Marvel, como viene siendo habitual, demuestra tener un ojo infalible en sus casting, consiguiendo reunir actores de demostrada calidad con estrellas sin demasiado caché a los que poder modelar a su antojo. Así, Chris Evans es ya para siempre la imagen de Steve Rogers y nadie puede discutir el acierto de la elección, por más que se pudiera dudar antes del estreno de El Capitán América: El primer Vengador, tal y como sucediera, por ejemplo, con el Thor de Chris Hemsworth, mientras que pocos sospecharían que una actriz que era poco más que una cara bonita como Scarlett Johanson iba a convertirse en una estrella de acción y que iba a convencer el las escenas dramáticas. Y eso que había sido una chica Allen… 
Hay quien podría decir que, tal y como se insinuaba (aunque menos) en Iron Man 3, esta es una peli “nolanizada”, pero no os preocupéis. Pese a los momentos serios y dramáticos y la ausencia de personajes cómicos como pasaba con Erik Selvig y Darcy en Thor: el mundo oscuro, los hermanos Russo no han buscado la oscuridad amarga y las ansias pseudointelectuales de baratillo que rezumaban las mediocres El Caballero oscuro: la leyenda renace o El hombre de acero. Simplemente, han tomado un personaje icónico, una situación real y han creado una historia de acción de intriga y la han desarrollado sin pretender insultar la inteligencia del espectador.
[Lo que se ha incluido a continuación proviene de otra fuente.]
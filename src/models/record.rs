// src/models/record.rs

use chrono::{DateTime, Utc};
use std::fmt::Debug;
use validator::Validate;

use crate::common::error::AppError;
use crate::schema::Table;

// ---
// Contrato comum de todas as linhas do esquema
// ---
// Os backends (Postgres e memória) só conhecem as tabelas através destes dois traits.
pub trait Record: Debug + Clone + Send + Sync + Unpin + 'static {
    const TABLE: Table;

    type Draft: NewRecord<Record = Self>;

    fn id(&self) -> i64;

    /// Colunas editáveis na forma de rascunho; o UPDATE revalida por aqui.
    fn as_draft(&self) -> Self::Draft;

    /// Valor textual de uma coluna que participa de uma restrição única.
    /// `None` quando a coluna é nula (NULLs nunca colidem).
    fn key_part(&self, column: &str) -> Option<String>;

    /// Valor de uma coluna de chave estrangeira.
    fn foreign_key(&self, _column: &str) -> Option<i64> {
        None
    }

    /// Aplica `ON DELETE SET NULL` numa coluna de chave estrangeira.
    fn clear_foreign_key(&mut self, _column: &str) {}

    /// Restrições CHECK da tabela; devolve o nome da restrição violada.
    fn check_constraints(&self) -> Result<(), &'static str> {
        Ok(())
    }

    /// Arredonda as colunas NUMERIC para a escala do esquema, como o Postgres
    /// faz ao gravar. Valores que não cabem na precisão viram `ValueOutOfRange`.
    fn fit_numeric(&mut self) -> Result<(), AppError> {
        Ok(())
    }

    /// Atualiza `updated_at`, quando a tabela tem essa coluna.
    fn touch(&mut self, _now: DateTime<Utc>) {}
}

/// Rascunho de criação (tudo menos as colunas geradas pelo banco).
pub trait NewRecord: Validate + Debug + Send + Sync + 'static {
    type Record: Record<Draft = Self>;

    fn into_record(self, id: i64, now: DateTime<Utc>) -> Self::Record;
}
Y al final, por supuesto, hay explosiones. Y peleas. Y puñetazos. Y lanzamientos inverosímiles de escudo. Que al fin de cuentas sí que es una peli de superhéroes, ¡faltaría más!
No dejo de sorprenderme del maravilloso y complicado puzle audiovisual que ha creado Marvel con sus personajes (con la mitad de ellos, recordemos que de la otra mitad no posee los derechos cinematográficos), y de nuevo las referencias a otras películas y personajes de la macrosaga están presentes (expandiendo esa saga al mundo de la televisión con la –de momento- floja SHIELD y la ya mencionada Agente Carter), así como las pistas de por dónde van a ir los tiros en el futuro, con dos escenas postcréditos que invitan directamente a esperar la llegada inminente de Los Vengadores 2: la era de Ultrón y, en un par de años, Capitán América 3 (aún sin título definitivo, evidentemente), aunque casi me atrevería a aventurar que a lo que en realidad se refieren en dicha escena (dirigida por Joss Whedon, por cierto) es a Los Vengadores 3, prevista para 2018 y con entre cuatro y cinco películas puente entre ambas.
El único punto negativo que se me ocurre es su dañina campaña publicitaria, con entrevistas y reportajes de determinado actor que no voy a nombrar aquí que suponen un importante spoiler sobre una de las sorpresas del film (aunque los seguidores de los comics sabíamos de sobras de qué iba la cosa).
Pese a ello, una excelente película que ni aburre ni apabulla, mucho mejor que su predecesora (a Joe Johnson le falla mucho el control del ritmo narrativo) y que no aburre ni en sus momentos más relajados, con el retorno de personajes carismáticos (para mí Cobie Smulders siempre será Maria Hill antes que Robin Scherbatsky) y que te deja con ganas de más, deseando ya el estreno de Guardianes de la Galaxia, el siguiente peldaño de Marvel en su camino hacia la Gloria Celestial.